Monday, August 7, 2017
Linked To Does NOT Mean Causes
Recently I came across this Washington Post headline: “59,000 farmer suicides in India over 30 years may be linked to climate change, study says.” The article explains that a researcher looked back almost 50 years comparing data and climate information and “concluded that temperature may have ‘a strong influence’ on suicide rates during the growing season.” Note the words “may have a strong [but unspecified] influence.” The researcher goes on to project an increase in the number of “lives lost to self-harm” in India.
What are we to make of this? The number of suicides correlates to the temperature. Is Global Warming to blame?
Correlation is a mathematical expression of how closely any two measurements move relative to each other. If the first one gets larger at exactly the same rate as the second, the correlation equals 1, a perfect positive correlation. If the first one decreases at exactly the same rate that the second increases, the correlation equals -1, a perfect negative correlation.
In our imperfect world this rarely happens, so a correlation of 90% seems to indicate that the two measurements are moving very closely together. A correlation close to zero shows no mathematical relationship. The math is not difficult. A laptop can do it easily and show the graph with points either closely tracking each other for a strong correlation or looking like a random scattering of points for a weak (near zero) correlation.
The most important thing to understand about correlation is that correlation is not causation! This is a major point of emphasis in every first year statistics class. Just because two things vary together, they are not necessarily related in any way.
Lots of things get bigger together and are related, like the size of a tree and the amount of lumber available from the tree or the number of pizzas (or amount of beer) needed to feed guests at a party – more people = more pizza. Gas mileage (MPG) may be related to the size of a truck, the power of the engine or the weight of the load. These correlations are easy to explain.
When two measures are correlated, sometimes one influences the other, or perhaps they are both affected by some unseen common factor. Often though, two measures are mathematically related but have no logical link. Some websites specialize in finding odd examples of these supposed relationships.

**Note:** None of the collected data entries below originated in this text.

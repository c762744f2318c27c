//! Per-table access objects.
//!
//! Each DAO borrows the connection and change notifier from [`crate::Db`].
//! Every mutating call that touches rows publishes a [`crate::events::StoreEvent`]
//! after the write has been applied.

mod ad_host;
mod history;
mod page;
mod progress;
mod supported_page;
mod video;

pub use ad_host::AdHostDao;
pub use history::HistoryDao;
pub use page::{default_bookmarks, PageDao};
pub use progress::ProgressDao;
pub use supported_page::SupportedPageDao;
pub use video::VideoDao;

use crate::error::CodecError;
use crate::events::Table;

/// Composite columns that fail to decode fall back to their empty value.
///
/// One unreadable format list must not take down the caller listing videos.
pub(crate) fn decode_or_default<T: Default>(
    decoded: Result<T, CodecError>,
    table: Table,
    id: &str,
) -> T {
    match decoded {
        Ok(value) => value,
        Err(e) => {
            log::warn!(
                "{} row {}: unreadable composite column, using empty value: {}",
                table.as_str(),
                id,
                e
            );
            T::default()
        }
    }
}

Here is one I’ve used before telling about a study correlating dog ownership with eating eggrolls, eating cabbage with having an innie bellybutton, and many others. Another site, with lovely graphs, correlates the divorce rate in Maine with consumption of margarine, consumption of cheese with the number of people who died by becoming tangled in their bed sheets and several more entertaining examples. There is the joking relationships between the stock market and skirt lengths or the stock market and the conference of the team that won the last Super Bowl. I wrote last year about the journalist who compared many measurements and found a surprising correlation between eating dark chocolate and weight loss in one data set. He later admitted that it was bad science and should not be taken seriously. If you look hard enough, you can find all kinds of weird examples of data that correlate just by coincidence. That’s what makes it tricky.
The use of correlation is quite common in studies about health and other areas. Studies find a mathematical relationship and use the magic word linked. An action or habit is linked to a healthy or unhealthy outcome. Eating A is linked to longer or shorter life. Researchers find relationships that may be the direct, pizza supply to number-of-guests, kind or it may be the cheese to death-by-bed-sheets kind. But at that point it's only math, not reality.
This is what came to mind when I saw that headline. To be fair, the researcher tries to explain how there can be an other-than-mathematical relationship. “High temperatures in the growing season reduce crop yields, putting economic pressure on India's farmers.” I think any farmer can tell you that weather often increases economic pressure, but how often does that lead to suicide? Don’t we need more than just two sets of numbers to compare on a graph? Is this reality or just math?
Whenever critical thinkers hear the word linked, they know someone has found a mathematical relationship. Researchers hope to discover a real relationship so they can use the word causes, as in action A causes outcome B, but that is much more difficult. Understanding this is very important to keep from panicking over the latest headline, insisting that someone do something or trying to persuade friends and family to change eating habits to avoid catastrophe. You don’t have to be a math or statistical wizard to know that linked is not necessarily the same as causes.